A promising new technology for improving colonoscopies got its start as a way to remotely explore smuggling tunnels.
When a tunnel is discovered, homeland security or military personnel need to quickly and safely determine what’s inside. Beersheva-based startup IBEX Technologies developed a thin inflatable “sleeve” that can be robotically piloted into a dark tunnel. A camera attached to the front end of the sleeve transmits real-time live video and high-resolution images.
IBEX’s RoboSleeve also can be used by first responders in disaster areas, such as earthquakes, hurricanes and collapsed mines, and to inspect sewage, water and gas piping systems.
As IBEX’s founders, Oleg Popov and Raphael Moisa, continued to work on their autonomous sleeve, they thought about other types of “tunnels” that might be relevant for their technology. That’s when they hit on the idea that would become Consis Medical, a spin-off from IBEX focused on the 2-meter long tunnel inside the human body: the colon.
Colonoscopies are the current gold standard for early detection and prevention of colorectal cancer, the second most lethal cancer in the world with 1.4 million new cases diagnosed a year worldwide.
Doctors recommend regularly colonoscopies beginning at age 50. More than 15 million colonoscopy tests a year are performed in the United States, and colonoscopies are becoming more common around the world.
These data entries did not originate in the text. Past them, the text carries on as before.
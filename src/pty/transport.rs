//! Console Transport
//!
//! The seam between the supervisor and the actual console process. The
//! real implementation drives a PTY; tests plug in scripted consoles.

use async_trait::async_trait;
use std::time::Duration;

use super::process::{spawn_console, SpawnedConsole};
use super::signals::{is_process_running, send_signal, Signal};
use crate::config::ConsoleConfig;
use crate::error::Result;

/// Byte-level connection to one running console process
#[async_trait]
pub trait ConsoleTransport: Send {
    /// OS process identifier, if there is one
    fn pid(&self) -> Option<u32>;

    /// Non-blocking liveness check
    fn is_alive(&mut self) -> bool;

    /// Write raw bytes to the console's input
    async fn write(&mut self, data: &[u8]) -> Result<()>;

    /// Next chunk of output; `None` means the console is gone
    async fn read(&mut self) -> Option<Vec<u8>>;

    /// Output that is already waiting, without blocking
    fn try_read(&mut self) -> Option<Vec<u8>>;

    /// Ask the process to exit, force-killing it after `grace`
    async fn terminate(&mut self, grace: Duration) -> Result<()>;
}

/// Starts new console processes
#[async_trait]
pub trait ConsoleLauncher: Send + Sync {
    async fn launch(&self) -> Result<Box<dyn ConsoleTransport>>;
}

/// Console running in a pseudoterminal
pub struct PtyConsole {
    spawned: SpawnedConsole,
    exited: bool,
}

impl PtyConsole {
    pub fn new(spawned: SpawnedConsole) -> Self {
        Self {
            spawned,
            exited: false,
        }
    }
}

#[async_trait]
impl ConsoleTransport for PtyConsole {
    fn pid(&self) -> Option<u32> {
        self.spawned.pid
    }

    fn is_alive(&mut self) -> bool {
        if self.exited {
            return false;
        }
        match self.spawned.child.try_wait() {
            Ok(None) => true,
            Ok(Some(status)) => {
                debug!(pid = ?self.spawned.pid, ?status, "Console exited");
                self.exited = true;
                false
            }
            Err(e) => {
                warn!("Failed to poll console status: {}", e);
                self.spawned.pid.map(is_process_running).unwrap_or(false)
            }
        }
    }

    async fn write(&mut self, data: &[u8]) -> Result<()> {
        self.spawned.streams.write(data)
    }

    async fn read(&mut self) -> Option<Vec<u8>> {
        self.spawned.streams.read().await
    }

    fn try_read(&mut self) -> Option<Vec<u8>> {
        self.spawned.streams.try_read_now()
    }

    async fn terminate(&mut self, grace: Duration) -> Result<()> {
        let stats = self.spawned.streams.stats();
        debug!(
            pid = ?self.spawned.pid,
            bytes_read = stats.bytes_read,
            bytes_written = stats.bytes_written,
            "Terminating console"
        );
        if !self.is_alive() {
            return Ok(());
        }

        if let Some(pid) = self.spawned.pid {
            if let Err(e) = send_signal(pid, Signal::Terminate) {
                debug!("SIGTERM to console failed: {}", e);
            }
            let deadline = tokio::time::Instant::now() + grace;
            while tokio::time::Instant::now() < deadline {
                if !self.is_alive() {
                    debug!(pid, "Console exited after SIGTERM");
                    return Ok(());
                }
                tokio::time::sleep(Duration::from_millis(50)).await;
            }
        }

        if self.is_alive() {
            warn!(pid = ?self.spawned.pid, "Console still running after grace period, killing");
            self.spawned.child.kill()?;
            // Reap the child so no zombie is left behind
            let _ = self.spawned.child.try_wait();
        }
        self.exited = true;
        Ok(())
    }
}

impl Drop for PtyConsole {
    fn drop(&mut self) {
        if !self.exited {
            if let Ok(None) = self.spawned.child.try_wait() {
                debug!(pid = ?self.spawned.pid, "Killing console on drop");
                let _ = self.spawned.child.kill();
            }
        }
    }
}

/// Launches the configured console program in a PTY
pub struct PtyLauncher {
    config: ConsoleConfig,
}

impl PtyLauncher {
    pub fn new(config: ConsoleConfig) -> Self {
        Self { config }
    }
}

#[async_trait]
impl ConsoleLauncher for PtyLauncher {
    async fn launch(&self) -> Result<Box<dyn ConsoleTransport>> {
        let config = self.config.clone();
        // Forking can block; keep it off the async workers
        let spawned = tokio::task::spawn_blocking(move || spawn_console(&config))
            .await
            .map_err(|e| crate::error::Error::Other(format!("spawn task failed: {}", e)))??;
        Ok(Box::new(PtyConsole::new(spawned)))
    }
}
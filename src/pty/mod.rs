//! Pseudoterminal (PTY) Management
//!
//! Console process handling: spawning the console in a PTY, bridging its
//! blocking I/O, signal delivery and the supervisor that owns the process.

pub mod process;
pub mod signals;
pub mod streams;
pub mod supervisor;
pub mod transport;

// Re-exports for convenience
pub use process::{get_effective_environment, spawn_console, SpawnedConsole};
pub use signals::{is_process_running, send_signal, Signal};
pub use streams::{PtyStreams, StreamStats};
pub use supervisor::ProcessSupervisor;
pub use transport::{ConsoleLauncher, ConsoleTransport, PtyConsole, PtyLauncher};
If colon cancer is caught early, the five-year relative survival rate is 92 percent.
However, colonoscopies are expensive. A single endoscope – the medical device used to perform the procedure – costs upwards of $60,000, and clinics typically purchase several endoscopes. In addition, cleaning an endoscope after each use costs about $100 due to the special equipment needed.
Moreover, the procedure is notoriously uncomfortable and runs a chance of complications, including perforating the colon.
Tested on animals and simulators
Based on its tunnel-investigation technology, Consis Medical designed a self-propelled disposable endoscope that enters the colon like a “soft elongated party balloon, the type you make animals out of,” Ido Agmon, Consis Medical’s business development manager, tells ISRAEL21c.
As the balloon inflates, using liquid or gas, an “inverted sleeve expands and carries itself all the way through the colon, gently and quickly.”
The device — so far tested in animal models and colon simulators — is meant to be cheaper, safer and more comfortable than a traditional endoscope, which Agmon describes as “an elongated semi-rigid tube that the doctor has to navigate through the colon. It’s very painful, it takes time and it’s not pleasant at all, not for the patient and not for the doctor either.”
There’s minimal friction between the colon and the Consis Medical sleeve because “it only expands from its front end and doesn’t have to be pushed,” he adds.
The balloon is discarded afterward. The only part needing cleaning is the electronic head containing a camera and light source.
“It’s the size of a capsule, less than 10 centimeters long,” Agmon points out. “That’s a big difference than cleaning a 2-meter-long endoscope with many small cavities and channels.”